You posit that because the member agencies are municipalities pursuant to K.S.A. 1996 Supp. 65-163d(b), "then it follows that the Authority stands in the shoes of a member public agency" because the Authority acts as the constituted authority of its member agencies on behalf of which such bonds, notes, or other indebtedness issue. In Weston County Hospital Joint Powers Board, supra, the Court concluded that a separate legal entity created by agreement between two political subdivisions, was not itself a political subdivision. The Wyoming Joint Powers Act is similar to the Kansas Interlocal Cooperation Agreement Act in that it allows political subdivisions to create a public corporation that may issue revenue bonds to finance the joint undertaking. Wyo. Stat. § 16-1-107. In Weston County Hospital, the Wyoming Joint Powers Board argued unsuccessfully that it was a political subdivision because the entities that created it were political subdivisions.
"The argument the Board advances is that any such aggregate of 'political subdivisions' inherently must be recognized as a 'political subdivision.' This sophisticated argument is an application of the adage that the 'whole is equal to the sum of its parts.' In addition, the further contention is that any separate body, board or agency created by another entity or entities must be for all intents and purposes essentially the same as the entity or entities out of which it is formed. . . .
"The fallacy in this contention is the assumption that, by the creation of a joint powers board, the participating entities in some manner merge so as to form a body that is essentially the equivalent of their individual identities. This is not the case. The participating entities, whatever they may be, do not merge. Instead, they simply agree to create and support a different and independently managed organization that exists and functions for their mutual benefit. In doing so, they do not surrender or delegate any of their individual rights and prerogatives. . . . A governmental entity that is formed by a coalition of 'political subdivisions' is not another 'political subdivision,' unless it somehow is possessed of the criteria identified in Witzenburger, supra." 841 P.2d at 846-847.

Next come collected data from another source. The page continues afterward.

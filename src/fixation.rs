//! Online fixation detection with spatial hysteresis and a dwell-time gate.
//!
//! Raw gaze is sub-pixel noisy (typically 1-3 px RMS), so position equality
//! can never trigger; instead a candidate anchor is held as long as gaze
//! stays within a pixel radius, and becomes a fixation once it has dwelt
//! there long enough. Squared distances keep the per-sample path free of
//! square roots.

use std::time::Duration;

use crossbeam::channel::{Receiver, RecvTimeoutError};
use serde::{Deserialize, Serialize};

use crate::calibration::CalibrationReport;
use crate::error::{GazeTrackerError, Result};
use crate::types::{FixationEvent, GazeSample};

/// Detection thresholds, normally derived from a calibration report.
#[derive(Clone, Copy, Debug, Serialize, Deserialize)]
pub struct FixationThresholds {
    /// Maximal drift from the anchor before the fixation is over, pixels.
    pub radius_px: f64,
    /// Dwell time required before a candidate becomes a fixation, ms.
    pub dwell_time_ms: f64,
    /// End a confirmed fixation after this long without a valid sample.
    /// None skips invalid samples without ending the fixation.
    pub invalid_grace_ms: Option<f64>,
}

impl From<&CalibrationReport> for FixationThresholds {
    fn from(report: &CalibrationReport) -> Self {
        Self {
            radius_px: report.fixation_threshold_px,
            dwell_time_ms: report.dwell_time_ms,
            invalid_grace_ms: None,
        }
    }
}

#[derive(Clone, Copy, Debug)]
enum State {
    /// No anchor yet; waiting for a valid sample.
    Searching,
    /// Anchored, accumulating dwell time.
    Candidate { anchor: (f64, f64), start_ms: f64 },
    /// Dwell time met; anchor and start are fixed until drift ends it.
    Fixating {
        anchor: (f64, f64),
        start_ms: f64,
        last_valid_ms: f64,
    },
}

/// Hysteresis state machine over the aggregated sample stream.
/// One logical consumer owns the detector; the anchor and dwell clock are
/// not shareable.
pub struct FixationDetector {
    thresholds: FixationThresholds,
    state: State,
}

impl FixationDetector {
    pub fn new(thresholds: FixationThresholds) -> Self {
        Self {
            thresholds,
            state: State::Searching,
        }
    }

    pub fn thresholds(&self) -> &FixationThresholds {
        &self.thresholds
    }

    /// Start time of the confirmed fixation in progress, if any.
    pub fn current_fixation_start(&self) -> Option<f64> {
        match self.state {
            State::Fixating { start_ms, .. } => Some(start_ms),
            _ => None,
        }
    }

    /// Drop the current anchor and start over.
    pub fn reset(&mut self) {
        self.state = State::Searching;
    }

    /// Feed one sample; returns a completed fixation when drift (or the
    /// optional invalid-grace policy) ends one.
    pub fn process(&mut self, sample: &GazeSample) -> Option<FixationEvent> {
        if !sample.is_valid() {
            return self.process_invalid(sample.t_ms);
        }

        let position = sample.position();
        match self.state {
            State::Searching => {
                self.state = State::Candidate {
                    anchor: position,
                    start_ms: sample.t_ms,
                };
                None
            }
            State::Candidate { anchor, start_ms } => {
                if self.drifted(anchor, position) {
                    // Not yet a fixation, so drift just re-anchors
                    self.state = State::Candidate {
                        anchor: position,
                        start_ms: sample.t_ms,
                    };
                } else if sample.t_ms - start_ms >= self.thresholds.dwell_time_ms {
                    self.state = State::Fixating {
                        anchor,
                        start_ms,
                        last_valid_ms: sample.t_ms,
                    };
                }
                None
            }
            State::Fixating {
                anchor, start_ms, ..
            } => {
                if self.drifted(anchor, position) {
                    self.state = State::Searching;
                    Some(FixationEvent {
                        start_ms,
                        end_ms: sample.t_ms,
                        anchor_x: anchor.0,
                        anchor_y: anchor.1,
                    })
                } else {
                    self.state = State::Fixating {
                        anchor,
                        start_ms,
                        last_valid_ms: sample.t_ms,
                    };
                    None
                }
            }
        }
    }

    /// Invalid samples are transparent: they neither re-anchor nor extend a
    /// fixation. With a grace period configured, a confirmed fixation ends
    /// once no valid sample has arrived for that long, timed at the last
    /// valid sample.
    fn process_invalid(&mut self, t_ms: f64) -> Option<FixationEvent> {
        if let (
            State::Fixating {
                anchor,
                start_ms,
                last_valid_ms,
            },
            Some(grace_ms),
        ) = (self.state, self.thresholds.invalid_grace_ms)
        {
            if t_ms - last_valid_ms >= grace_ms {
                self.state = State::Searching;
                return Some(FixationEvent {
                    start_ms,
                    end_ms: last_valid_ms,
                    anchor_x: anchor.0,
                    anchor_y: anchor.1,
                });
            }
        }
        None
    }

    fn drifted(&self, anchor: (f64, f64), position: (f64, f64)) -> bool {
        let dx = position.0 - anchor.0;
        let dy = position.1 - anchor.1;
        dx * dx + dy * dy > self.thresholds.radius_px * self.thresholds.radius_px
    }
}

/// Blocking pull-side of fixation detection: drains aggregated samples from
/// a channel and returns completed fixations. Replaces the busy-wait loops
/// of callback-buffer designs with a suspending channel read.
pub struct FixationStream {
    receiver: Receiver<GazeSample>,
    detector: FixationDetector,
}

impl FixationStream {
    pub fn new(receiver: Receiver<GazeSample>, thresholds: FixationThresholds) -> Self {
        Self {
            receiver,
            detector: FixationDetector::new(thresholds),
        }
    }

    pub fn detector(&self) -> &FixationDetector {
        &self.detector
    }

    /// Block until the next fixation completes. Returns `StreamClosed` when
    /// the producer side has been dropped (recording stopped).
    pub fn next(&mut self) -> Result<FixationEvent> {
        loop {
            let sample = self
                .receiver
                .recv()
                .map_err(|_| GazeTrackerError::StreamClosed)?;
            if let Some(event) = self.detector.process(&sample) {
                return Ok(event);
            }
        }
    }

    /// Like `next`, but gives up after `timeout` without a sample. The
    /// deadline applies between samples, not across the whole fixation.
    pub fn next_timeout(&mut self, timeout: Duration) -> Result<FixationEvent> {
        loop {
            let sample = match self.receiver.recv_timeout(timeout) {
                Ok(sample) => sample,
                Err(RecvTimeoutError::Timeout) => return Err(GazeTrackerError::Timeout),
                Err(RecvTimeoutError::Disconnected) => return Err(GazeTrackerError::StreamClosed),
            };
            if let Some(event) = self.detector.process(&sample) {
                return Ok(event);
            }
        }
    }
}

#[cfg(test)]
mod tests {
    use super::*;
    use crate::types::INVALID;

    fn thresholds() -> FixationThresholds {
        FixationThresholds {
            radius_px: 50.0,
            dwell_time_ms: 100.0,
            invalid_grace_ms: None,
        }
    }

    fn valid(t: f64, x: f64, y: f64) -> GazeSample {
        GazeSample {
            t_ms: t,
            x,
            y,
            pupil: INVALID,
        }
    }

    fn invalid(t: f64) -> GazeSample {
        GazeSample {
            t_ms: t,
            x: INVALID,
            y: INVALID,
            pupil: INVALID,
        }
    }

    #[test]
    fn test_steady_gaze_emits_one_fixation_anchored_at_start() {
        let mut det = FixationDetector::new(thresholds());
        let mut events = Vec::new();

        // 200 ms of samples jittering a few px around (500, 500)
        for i in 0..13 {
            let t = i as f64 * 16.0;
            let s = valid(t, 500.0 + (i % 3) as f64, 500.0 - (i % 2) as f64);
            events.extend(det.process(&s));
        }
        assert!(events.is_empty());
        assert_eq!(det.current_fixation_start(), Some(0.0));

        // A saccade away ends it
        events.extend(det.process(&valid(208.0, 700.0, 500.0)));
        assert_eq!(events.len(), 1);
        let event = &events[0];
        assert_eq!(event.start_ms, 0.0);
        assert_eq!(event.end_ms, 208.0);
        // Anchor is the first sample's position, not a centroid
        assert_eq!((event.anchor_x, event.anchor_y), (500.0, 500.0));
    }

    #[test]
    fn test_outlier_before_dwell_reanchors_without_event() {
        let mut det = FixationDetector::new(thresholds());
        assert!(det.process(&valid(0.0, 100.0, 100.0)).is_none());
        assert!(det.process(&valid(16.0, 102.0, 100.0)).is_none());
        assert!(det.process(&valid(32.0, 99.0, 101.0)).is_none());
        // Outlier beyond the radius before dwell time is met
        assert!(det.process(&valid(48.0, 300.0, 300.0)).is_none());
        assert!(det.current_fixation_start().is_none());

        // Dwell now counts from the outlier
        assert!(det.process(&valid(60.0, 301.0, 300.0)).is_none());
        assert!(det.process(&valid(150.0, 299.0, 301.0)).is_none());
        assert_eq!(det.current_fixation_start(), Some(48.0));
    }

    #[test]
    fn test_invalid_samples_are_transparent() {
        let mut det = FixationDetector::new(thresholds());
        det.process(&valid(0.0, 100.0, 100.0));
        det.process(&invalid(16.0));
        det.process(&invalid(32.0));
        // Anchor survived the gap; dwell still measured from t=0
        det.process(&valid(120.0, 101.0, 100.0));
        assert_eq!(det.current_fixation_start(), Some(0.0));

        // Invalid samples inside a confirmed fixation do not end it
        det.process(&invalid(140.0));
        let event = det.process(&valid(200.0, 400.0, 100.0)).unwrap();
        assert_eq!(event.start_ms, 0.0);
        assert_eq!(event.end_ms, 200.0);
    }

    #[test]
    fn test_invalid_grace_ends_confirmed_fixation() {
        let mut det = FixationDetector::new(FixationThresholds {
            invalid_grace_ms: Some(100.0),
            ..thresholds()
        });
        det.process(&valid(0.0, 100.0, 100.0));
        det.process(&valid(120.0, 101.0, 100.0));
        assert_eq!(det.current_fixation_start(), Some(0.0));

        assert!(det.process(&invalid(150.0)).is_none());
        let event = det.process(&invalid(230.0)).unwrap();
        // Ends at the last valid sample, not at the invalid one
        assert_eq!(event.end_ms, 120.0);
        assert!(det.current_fixation_start().is_none());
    }

    #[test]
    fn test_exactly_on_radius_is_within() {
        let mut det = FixationDetector::new(thresholds());
        det.process(&valid(0.0, 100.0, 100.0));
        // Distance exactly 50 px: comparison is strict greater-than
        det.process(&valid(120.0, 150.0, 100.0));
        assert_eq!(det.current_fixation_start(), Some(0.0));
    }

    #[test]
    fn test_stream_pulls_until_fixation() {
        let (tx, rx) = crossbeam::channel::unbounded();
        let mut stream = FixationStream::new(rx, thresholds());

        for i in 0..10 {
            tx.send(valid(i as f64 * 20.0, 500.0, 500.0)).unwrap();
        }
        tx.send(valid(220.0, 800.0, 500.0)).unwrap();

        let event = stream.next().unwrap();
        assert_eq!(event.start_ms, 0.0);
        assert_eq!(event.end_ms, 220.0);
    }

    #[test]
    fn test_stream_reports_closed_and_timeout() {
        let (tx, rx) = crossbeam::channel::unbounded::<GazeSample>();
        let mut stream = FixationStream::new(rx, thresholds());

        assert_eq!(
            stream.next_timeout(Duration::from_millis(10)),
            Err(GazeTrackerError::Timeout)
        );

        drop(tx);
        assert_eq!(stream.next(), Err(GazeTrackerError::StreamClosed));
    }
}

We agree with the rationale in the Weston County Hospital Joint Powers Board case. The Kansas Rural Water Finance Authority is not the sum of its parts. It is not transformed into a political subdivision because it acts on behalf of the political subdivisions that created it. The Kansas Legislature has defined political subdivision in myriad ways and it can do so again if it determines that the Authority should be eligible to borrow from the Public Water Supply Loan Fund. Until such time, it is our opinion that the Kansas Rural Water Finance Authority is not a municipality for purposes of borrowing funds from the Public Water Supply Loan Fund established by K.S.A. 1996 Supp. 65-163e.